In [17]:
from torchtext.data.utils import get_tokenizer
from torchtext.vocab import build_vocab_from_iterator
from utils.utils import getDevice
from datasets.newsGroupDataset import NewsGroupDataset
import numpy as np
from tqdm import tqdm
import spacy
import string
import re
import torch
from torch.utils.data import DataLoader
from model.textClassificationModel import TextClassificationModel
import time
from torch.utils.data.dataset import random_split
from torchtext.data.functional import to_map_style_dataset
from torch import nn



In [18]:




device = getDevice()

data_iter = NewsGroupDataset(subset='train')
# print(data_iter[0])

#tokenization
en = spacy.load('en_core_web_trf')

def tokenizer(text):
    text = re.sub(r"[^\x00-\x7F]+", " ", text)
    regex = re.compile('[' + re.escape(string.punctuation) + '0-9\\r\\t\\n]') # remove punctuation and numbers
    nopunct = regex.sub(" ", text.lower())
    return [token.text for token in en.tokenizer(nopunct)]

def yield_tokens(data_iter):
    for _, text in tqdm(data_iter):
        yield tokenizer(text)

vocab = build_vocab_from_iterator(yield_tokens(data_iter), specials=["<unk>"])
vocab.set_default_index(vocab["<unk>"])

print(vocab.__getitem__('i'.lower()))

100%|██████████| 11314/11314 [00:24<00:00, 455.15it/s]


10


In [19]:
text_pipeline = lambda x: vocab(tokenizer(x))

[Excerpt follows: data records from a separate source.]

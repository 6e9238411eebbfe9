use std::{collections::HashMap, sync::Arc};

use crate::{assets::decode, model::normalize_name};

/// Prepared raster image in premultiplied RGBA8 form.
#[derive(Clone, Debug)]
pub struct PreparedImage {
    /// Width in pixels.
    pub width: u32,
    /// Height in pixels.
    pub height: u32,
    /// Pixel bytes in row-major premultiplied RGBA8.
    pub rgba8_premul: Arc<Vec<u8>>,
}

/// Immutable registry of participant avatars keyed by lowercased name.
///
/// Decoding is front-loaded here so rendering stays deterministic and
/// IO-free; the store is a read-only snapshot safe to share across
/// concurrent renders. Entries whose bytes do not decode are skipped with a
/// warning — a missing avatar falls back to the placeholder tile at compose
/// time rather than failing the render.
#[derive(Clone, Debug, Default)]
pub struct AvatarStore {
    by_name: HashMap<String, Arc<PreparedImage>>,
}

impl AvatarStore {
    /// Empty registry; every participant gets a placeholder tile.
    pub fn new() -> Self {
        Self::default()
    }

    /// Decode `(name, bytes)` pairs into a registry.
    pub fn prepare<'a, I>(entries: I) -> Self
    where
        I: IntoIterator<Item = (&'a str, &'a [u8])>,
    {
        let mut out = Self::default();
        for (name, bytes) in entries {
            match decode::decode_image(bytes) {
                Ok(img) => out.insert_decoded(name, img),
                Err(err) => {
                    tracing::warn!(name, %err, "skipping undecodable avatar");
                }
            }
        }
        out
    }

    /// Register an already-decoded avatar under `name`.
    pub fn insert_decoded(&mut self, name: &str, image: PreparedImage) {
        self.by_name.insert(normalize_name(name), Arc::new(image));
    }

    /// Case-insensitive, trimmed lookup.
    pub fn get(&self, name: &str) -> Option<&Arc<PreparedImage>> {
        self.by_name.get(&normalize_name(name))
    }

    /// Number of registered avatars.
    pub fn len(&self) -> usize {
        self.by_name.len()
    }

    /// Whether the registry holds no avatars.
    pub fn is_empty(&self) -> bool {
        self.by_name.is_empty()
    }
}

#[cfg(test)]
#[path = "../../tests/unit/assets/store.rs"]
mod tests;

print(text_pipeline("enhanced"))

[4807]


In [20]:
def collate_batch(batch):
    label_list, text_list, offsets = [], [], [0]
    for (_label, _text) in batch:
         label_list.append(_label)
         processed_text = torch.tensor(text_pipeline(_text), dtype=torch.int64)
         text_list.append(processed_text)
         offsets.append(processed_text.size(0))
    label_list = torch.tensor(label_list, dtype=torch.int64)
    offsets = torch.tensor(offsets[:-1]).cumsum(dim=0)
    text_list = torch.cat(text_list)
    return label_list.to(device), text_list.to(device), offsets.to(device)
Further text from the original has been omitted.